OPERATION:  Incarcerated umbilical hernia repair with partial omentectomy

PROCEDURE:  Infraumbilical skin incision made with the scalpel through the skin and subcutaneous tissues was separated from the fascia with sharp dissection.  Hernia sac opened and contains venous congested, partially ischemic appearing omentum.  The omentum in the hernia sac is separated from the fascia.  The omentum is transected in sements using Vicryl suture.  The hernia sace is transected.  The fascial defect is free of hernia sac and omental contents.  Posterior sweep of the fascia is unremarkable.  Abdominal viscera identified.  Given the venous congestion and partial ischemia of the omentum removed, I decided not to place any mesh/prosthesis.  Fascia, subcutaneous tissues and dermis infiltrated with Marcaine with epinephrine.  Figure-of-eight interrupted Prolene sutures (0 Prolene) are used to close the fascial defect.  The subcutaneous tissues were elevated off of the anterior fascia prior to fascial defect closure.  Hemostasis achieved using electrocautery and stick ligature Vicryl ties where necessary.  Subcutaneous tissues were reapproximated from deep to anterior with interrupted layered Vicryl sutrue.  Inversion was done of the dermis of the umbilicus trying to recreate an inverted umbilicus with Vicryl suture.  Skin edges reapproximated with subcuticular 4-0 Vicryl suture.  Mastisol, Steri-Strips and dry sterile dressings applied.

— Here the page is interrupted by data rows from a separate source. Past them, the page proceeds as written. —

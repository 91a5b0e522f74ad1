use std::sync::Arc;

use course_core::model::Theme;
use storage::repository::PreferenceRepository;
use tracing::{info, warn};

use crate::error::ThemeServiceError;

/// Preference key the theme is stored under.
pub const THEME_STORAGE_KEY: &str = "@course_app_theme";

/// Loads and persists the learner's colour theme.
#[derive(Clone)]
pub struct ThemeService {
    repo: Arc<dyn PreferenceRepository>,
    key: String,
    system: Option<Theme>,
}

impl ThemeService {
    #[must_use]
    pub fn new(repo: Arc<dyn PreferenceRepository>) -> Self {
        Self {
            repo,
            key: THEME_STORAGE_KEY.to_owned(),
            system: None,
        }
    }

    #[must_use]
    pub fn with_key(mut self, key: impl Into<String>) -> Self {
        self.key = key.into();
        self
    }

    /// Scheme reported by the platform, used when nothing valid is stored.
    #[must_use]
    pub fn with_system_theme(mut self, system: Option<Theme>) -> Self {
        self.system = system;
        self
    }

    #[must_use]
    pub fn key(&self) -> &str {
        &self.key
    }

    /// Resolve the theme to show at startup. Never fails.
    pub async fn load(&self) -> Theme {
        let stored = match self.repo.get_preference(&self.key).await {
            Ok(stored) => stored,
            Err(err) => {
                warn!(error = %err, "theme preference unreadable, using fallback");
                None
            }
        };
        if let Some(raw) = stored.as_deref() {
            if raw.parse::<Theme>().is_err() {
                warn!(value = raw, "ignoring invalid stored theme");
            }
        }
        Theme::resolve(stored.as_deref(), self.system)
    }

    /// Persist `theme` and return it.
    ///
    /// # Errors
    ///
    /// Returns `ThemeServiceError` if the preference cannot be written.
    pub async fn set(&self, theme: Theme) -> Result<Theme, ThemeServiceError> {
        self.repo.set_preference(&self.key, theme.as_str()).await?;
        info!(theme = theme.as_str(), "theme saved");
        Ok(theme)
    }

    /// Persist and return the opposite of `current`.
    ///
    /// # Errors
    ///
    /// Returns `ThemeServiceError` if the preference cannot be written.
    pub async fn toggle(&self, current: Theme) -> Result<Theme, ThemeServiceError> {
        self.set(current.toggled()).await
    }
}

#[cfg(test)]
mod tests {
    use super::*;
    use async_trait::async_trait;
    use storage::InMemoryRepository;
    use storage::repository::StorageError;

    struct FailingRepo;

    #[async_trait]
    impl PreferenceRepository for FailingRepo {
        async fn get_preference(&self, _key: &str) -> Result<Option<String>, StorageError> {
            Err(StorageError::Connection("unavailable".into()))
        }

        async fn set_preference(&self, _key: &str, _value: &str) -> Result<(), StorageError> {
            Err(StorageError::Connection("unavailable".into()))
        }
    }

    #[tokio::test]
    async fn missing_preference_falls_back_to_system_then_light() {
        let repo = Arc::new(InMemoryRepository::new());
        let plain = ThemeService::new(repo.clone());
        assert_eq!(plain.load().await, Theme::Light);

        let dark_system = ThemeService::new(repo).with_system_theme(Some(Theme::Dark));
        assert_eq!(dark_system.load().await, Theme::Dark);
    }

    #[tokio::test]
    async fn toggle_persists_under_fixed_key() {
        let repo = Arc::new(InMemoryRepository::new());
        let service = ThemeService::new(repo.clone());

        let next = service.toggle(Theme::Light).await.unwrap();
        assert_eq!(next, Theme::Dark);
        assert_eq!(
            repo.get_preference("@course_app_theme").await.unwrap().as_deref(),
            Some("dark")
        );
        assert_eq!(service.load().await, Theme::Dark);
    }

    #[tokio::test]
    async fn invalid_stored_value_is_ignored() {
        let repo = Arc::new(InMemoryRepository::new());
        repo.set_preference(THEME_STORAGE_KEY, "sepia").await.unwrap();
        let service = ThemeService::new(repo).with_system_theme(Some(Theme::Dark));
        assert_eq!(service.load().await, Theme::Dark);
    }

    #[tokio::test]
    async fn read_failure_falls_back_and_write_failure_is_reported() {
        let service = ThemeService::new(Arc::new(FailingRepo));
        assert_eq!(service.load().await, Theme::Light);
        assert!(matches!(
            service.set(Theme::Dark).await,
            Err(ThemeServiceError::Storage(StorageError::Connection(_)))
        ));
    }
}
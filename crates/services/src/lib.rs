#![forbid(unsafe_code)]

pub mod app_services;
pub mod config;
pub mod course_flow;
pub mod course_service;
pub mod error;
pub mod latency;
pub mod sessions;
pub mod store;
pub mod theme_service;
pub mod view;

pub use course_core::Clock;

pub use app_services::AppServices;
pub use config::{CourseConfig, LatencyMode};
pub use course_flow::{ActiveStep, CourseFlow};
pub use course_service::CourseService;
pub use error::{
    AppServicesError, CourseFlowError, CourseLoadError, QuizError, ReadingError,
    ThemeServiceError, VideoError,
};
pub use latency::{FixedLatency, Latency, SimulatedLatency};
pub use sessions::{
    PlaybackStatus, PlayerEvent, QuizAdvance, QuizPhase, QuizProgress, QuizResult, QuizSession,
    ReadingProgress, ReadingSession, VideoSession, WatchState,
};
pub use store::CourseStore;
pub use theme_service::{THEME_STORAGE_KEY, ThemeService};
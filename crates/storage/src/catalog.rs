//! Static course table used as the step data source.

use async_trait::async_trait;
use course_core::model::{CourseStep, StepId};
use tracing::debug;

use crate::repository::{StepSource, StorageError};

const BUNDLED_COURSE: &str = include_str!("../data/course.json");

/// In-memory list of validated steps, served by index.
#[derive(Debug, Clone)]
pub struct StaticCatalog {
    steps: Vec<CourseStep>,
}

impl StaticCatalog {
    /// The course shipped with the crate.
    ///
    /// # Errors
    ///
    /// Returns `StorageError` if the bundled JSON is malformed or invalid.
    pub fn bundled() -> Result<Self, StorageError> {
        Self::from_json(BUNDLED_COURSE)
    }

    /// Parse and validate a JSON array of steps.
    ///
    /// # Errors
    ///
    /// Returns `StorageError::Serialization` if the JSON does not parse, otherwise
    /// the errors of `from_steps`.
    pub fn from_json(raw: &str) -> Result<Self, StorageError> {
        let steps: Vec<CourseStep> =
            serde_json::from_str(raw).map_err(|err| StorageError::Serialization(err.to_string()))?;
        Self::from_steps(steps)
    }

    /// Validate an already-built list of steps.
    ///
    /// # Errors
    ///
    /// Returns `StorageError::InvalidCatalog` if a step fails validation, or
    /// `StorageError::MisplacedStep` if its id is not `step-{position + 1}`.
    pub fn from_steps(steps: Vec<CourseStep>) -> Result<Self, StorageError> {
        for (index, step) in steps.iter().enumerate() {
            step.validate().map_err(course_core::Error::from)?;
            let expected = StepId::for_index(index);
            if step.id() != &expected {
                return Err(StorageError::MisplacedStep {
                    position: index,
                    found: step.id().clone(),
                    expected,
                });
            }
        }
        debug!(steps = steps.len(), "course catalog loaded");
        Ok(Self { steps })
    }

    #[must_use]
    pub fn steps(&self) -> &[CourseStep] {
        &self.steps
    }
}

#[async_trait]
impl StepSource for StaticCatalog {
    fn step_count(&self) -> usize {
        self.steps.len()
    }

    async fn fetch_step(&self, index: usize) -> Result<Option<CourseStep>, StorageError> {
        Ok(self.steps.get(index).cloned())
    }
}
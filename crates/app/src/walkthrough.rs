use std::error::Error;
use std::time::Duration;

use course_core::model::{Answer, Question, QuestionKind};
use services::view::{LoadErrorVm, loading_message, map_progress_overview, map_quiz_result};
use services::{
    ActiveStep, AppServices, CourseFlow, PlayerEvent, QuizAdvance, QuizError, QuizResult,
    QuizSession, ReadingError, ReadingSession, VideoError, VideoSession,
};
use tracing::{debug, info};

const READ_POLL: Duration = Duration::from_millis(50);

#[derive(Debug, Clone, Copy, Default)]
pub struct WalkthroughOptions {
    /// Answer the first quiz wrongly once, then retake it.
    pub fail_first_quiz: bool,
}

/// Drive a fresh course from the first step to the last, printing what a learner
/// would see.
pub async fn run(services: &AppServices, options: WalkthroughOptions) -> Result<(), Box<dyn Error>> {
    let mut flow = services.new_flow()?;
    let mut fail_next_quiz = options.fail_first_quiz;

    loop {
        let index = flow.store().state().current_step();
        println!("\n{}", loading_message(index));
        let step = match flow.load_current_step().await {
            Ok(step) => step,
            Err(err) => {
                let vm = LoadErrorVm::from(&err);
                println!("{}: {} [{}]", vm.title, vm.message, vm.retry_label);
                flow.retry().await?
            }
        };
        println!("Step {}: {} ({})", index + 1, step.title(), step.kind().as_str());

        match flow.start_step()? {
            ActiveStep::Video(mut video) => watch(&mut flow, &mut video)?,
            ActiveStep::Quiz(mut quiz) => {
                let mut answer_wrongly = std::mem::take(&mut fail_next_quiz);
                loop {
                    let result = take_quiz(&mut flow, &mut quiz, answer_wrongly)?;
                    let vm = map_quiz_result(&result);
                    println!("  {}", vm.headline);
                    println!("  {}", vm.score_line);
                    println!("  {}", vm.detail_line);
                    if result.passed {
                        break;
                    }
                    quiz.retake(flow.now())?;
                    answer_wrongly = false;
                }
            }
            ActiveStep::Reading(mut reading) => read(&mut flow, &mut reading).await?,
        }

        print_overview(&flow);
        if !flow.next_step() {
            break;
        }
    }

    flow.wait_for_prefetch().await;
    info!("course finished");
    Ok(())
}

fn watch(flow: &mut CourseFlow, video: &mut VideoSession) -> Result<(), VideoError> {
    let now = flow.now();
    video.play(now);
    video.on_player_event(
        PlayerEvent::ReadyToPlay {
            duration_secs: Some(f64::from(video.lesson().duration)),
        },
        now,
    );
    println!("  watched {} ({})", video.lesson().video_url, video.duration_label());
    video.complete(flow.store_mut())
}

fn take_quiz(
    flow: &mut CourseFlow,
    quiz: &mut QuizSession,
    answer_wrongly: bool,
) -> Result<QuizResult, QuizError> {
    loop {
        let question = quiz.current_question();
        let answer = if answer_wrongly {
            wrong_answer(question)
        } else {
            question.answer.clone()
        };
        quiz.answer(answer)?;
        quiz.submit_answer();
        debug!(
            question = %quiz.current_question().id,
            correct = ?quiz.feedback(),
            "answered"
        );

        let now = flow.now();
        if let QuizAdvance::Finished(result) = quiz.next(flow.store_mut(), now)? {
            return Ok(result);
        }
    }
}

async fn read(flow: &mut CourseFlow, reading: &mut ReadingSession) -> Result<(), ReadingError> {
    loop {
        while !reading.is_section_read(reading.current_index()) {
            tokio::time::sleep(READ_POLL).await;
        }
        let progress = reading.progress();
        println!("  read section {} of {}", progress.section + 1, progress.total);
        if !reading.next() {
            break;
        }
    }
    reading.complete(flow.store_mut())
}

/// A plausible but incorrect answer of the right shape.
fn wrong_answer(question: &Question) -> Answer {
    match question.kind {
        QuestionKind::Matching => {
            let keys: Vec<&String> = question
                .answer
                .as_pairs()
                .map(|pairs| pairs.keys().collect())
                .unwrap_or_default();
            if keys.is_empty() {
                Answer::pairs([("?", "?")])
            } else {
                Answer::pairs(keys.into_iter().map(|key| (key.clone(), "?".to_owned())))
            }
        }
        QuestionKind::Ordering => {
            let mut items: Vec<String> = question
                .answer
                .as_sequence()
                .map(<[String]>::to_vec)
                .unwrap_or_default();
            items.reverse();
            if items.is_empty() {
                items.push("?".to_owned());
            }
            Answer::sequence(items)
        }
        _ => {
            let canonical = question.answer.to_plain_string().to_lowercase();
            question
                .options
                .iter()
                .find(|option| option.to_lowercase() != canonical)
                .map_or_else(|| Answer::text("?"), |option| Answer::text(option.clone()))
        }
    }
}

fn print_overview(flow: &CourseFlow) {
    let vm = map_progress_overview(flow.store().state());
    println!("  {} | {}", vm.percent_label, vm.step_label);
    for row in &vm.rows {
        println!("    {:<16} {:<8} {}", row.title, row.number_label, row.status_label);
    }
    if let Some(scores) = &vm.quiz_scores_label {
        println!("    quiz scores: {scores}");
    }
}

I guess I should start out by saying that my doctors are very RVU driven.  So, originally I was going to only code the hernia repair (49587) but after reading the op report and looking at the codes, my question is:  Can I bill for the partial omentectomy (49255) instead of the hernia repair?  Or can I only bill for the hernia repair since that was the original procedure?  Any and all help would be appreciated!!!


----------



## nrichard (Sep 18, 2013)

*I wouldn't do it!*

In the general surgery coding companion from Ingenix the omentectomy reads: "The omentum is mobilized from the stomach and colon, divided from its blood suply, and removed." This doesn't sound like what your MD is describing.
I would go with the hernia repair code, with modifier 22. 
 My physicans are paid by RVU too, so I understand the situation. However my billing software recalculates the physician payment w/ this modifier.


----------



## erubritz (Sep 19, 2013)

Thank you!!!


----------